Deletion from the LinkedList

The deletion from the LinkedList is as more straightforward as an insertion to the linked list without wasting any space. The user can remove the node by searching through the list to find the key node and then make the previous node point to the next node instead of pointing to the key node.

The “Delete” function takes the value that it has to delete from the list in the code below. It then matches the data of all the nodes to find the key node. While searching the data, it keeps the pointers to the current node’s prev and next nodes.
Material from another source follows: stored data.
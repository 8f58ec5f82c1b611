use std::path::PathBuf;

use clap::{Parser, Subcommand, ValueEnum};

#[derive(Parser)]
#[command(name = "mailprobe-cli", version, about)]
pub struct Cli {
    #[command(subcommand)]
    pub cmd: Commands,
}

#[derive(Clone, Copy, Debug, PartialEq, Eq, ValueEnum)]
pub enum OutputFormat {
    Human,
    Json,
}

#[derive(Subcommand)]
pub enum Commands {
    /// Check a single address; prompts for one when no argument is given
    Check {
        /// email address to test
        email: Option<String>,
        /// output format
        #[arg(long, value_enum, default_value = "human")]
        format: OutputFormat,
        #[command(flatten)]
        probe: ProbeArgs,
    },
    /// Validate every address in a CSV or spreadsheet file
    Batch {
        /// input file (.csv, .xlsx, .xls or .ods)
        file: PathBuf,
        /// name of the column holding the addresses
        #[arg(long)]
        column: String,
        /// where to write the augmented CSV
        #[arg(long, default_value = "email_validation_results.csv")]
        out: PathBuf,
        /// pause between records (ms), to stay under rate limits
        #[arg(long = "delay", default_value_t = 100)]
        delay_ms: u64,
        #[command(flatten)]
        probe: ProbeArgs,
    },
}

#[derive(clap::Args)]
pub struct ProbeArgs {
    /// envelope MAIL FROM (default postmaster@<target domain>)
    #[arg(long = "from")]
    pub mail_from: Option<String>,
    /// name used in the HELO greeting
    #[arg(long)]
    pub helo: Option<String>,
    /// per-connection timeout (ms)
    #[arg(long = "timeout", default_value_t = 15_000)]
    pub timeout_ms: u64,
    /// cap on the number of MX hosts interrogated (0 = all)
    #[arg(long = "max-hosts", default_value_t = 0)]
    pub max_hosts: usize,
    /// SMTP port
    #[arg(long, default_value_t = 25)]
    pub port: u16,
}

impl ProbeArgs {
    pub fn to_options(&self) -> mailprobe_lib::ProbeOptions {
        let mut options = mailprobe_lib::ProbeOptions::default();
        if let Some(mail_from) = &self.mail_from {
            options.mail_from = mail_from.clone();
        }
        if let Some(helo) = &self.helo {
            options.helo_name = helo.clone();
        }
        options.timeout_ms = self.timeout_ms;
        options.max_hosts = self.max_hosts;
        options.port = self.port;
        options
    }
}
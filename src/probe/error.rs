use thiserror::Error;

/// Errors that abort a reachability probe before any MX host is contacted.
///
/// Per-host transport and protocol failures are deliberately *not* here: those
/// are recovered locally by advancing to the next MX host and only surface in
/// the aggregate [`ProbeOutcome`](super::ProbeOutcome).
#[derive(Debug, Error)]
pub enum ProbeError {
    #[error("invalid email address (missing @ symbol)")]
    MalformedAddress,
    #[error("domain IDNA conversion failed")]
    IdnaConversion {
        #[source]
        source: idna::Errors,
    },
    #[error("resolver initialization failed: {source}")]
    ResolverInit {
        #[source]
        source: std::io::Error,
    },
}

impl ProbeError {
    pub(crate) fn idna(source: idna::Errors) -> Self {
        Self::IdnaConversion { source }
    }

    pub(crate) fn resolver_init(source: std::io::Error) -> Self {
        Self::ResolverInit { source }
    }
}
When it has found that key node, it merely makes the prev node point to the next node, skipping the current node, which removes the current node from the list.

Note: The users can also write search function using delete function

def Delete(self, Data):
        current = self.head
        if (current is not None):
            if (current.data == Data):
                self.head = current.next
                current = None
                return

        while (current is not None):
            if current.data == Data:
                break
            prev = current
            current = current.next
        if (current == None):
            return

        prev.next = current.next
        current = None

Deleting a Weekday from Link List

List1 = LinkedList()
List1.head = Node("Mon")
N2 = Node("Tue")
N3 = Node("Wed")
N4 = Node(“Thurs”)
N5 = Node ("Fri")

List1.head.next = N2
N2.next = N3
N3.next = N4
N4.next = N5

List1.Insert_at_beginning (“Sun”)
List1.Delete(“Mon”);
List1.print()

Output

Sun
Tues
Wed
Thurs
Fri

Disadvantages of Link List

When the link list has various advantages, it has some disadvantages as well. Since it consists of pointers, it consumes more memory because pointers need extra memory for storage. Also, it would take a while to get to a specific node in the link list. The reason is that it does not support random access to any node.

Furthermore, the program’s time complexity increases with the link list’s use due to individual access required for every node. Moreover, reverse traversing a singly link list is rather tricky than a double link list. Finally, the link list is a useful data structure depending on its purpose and implementation.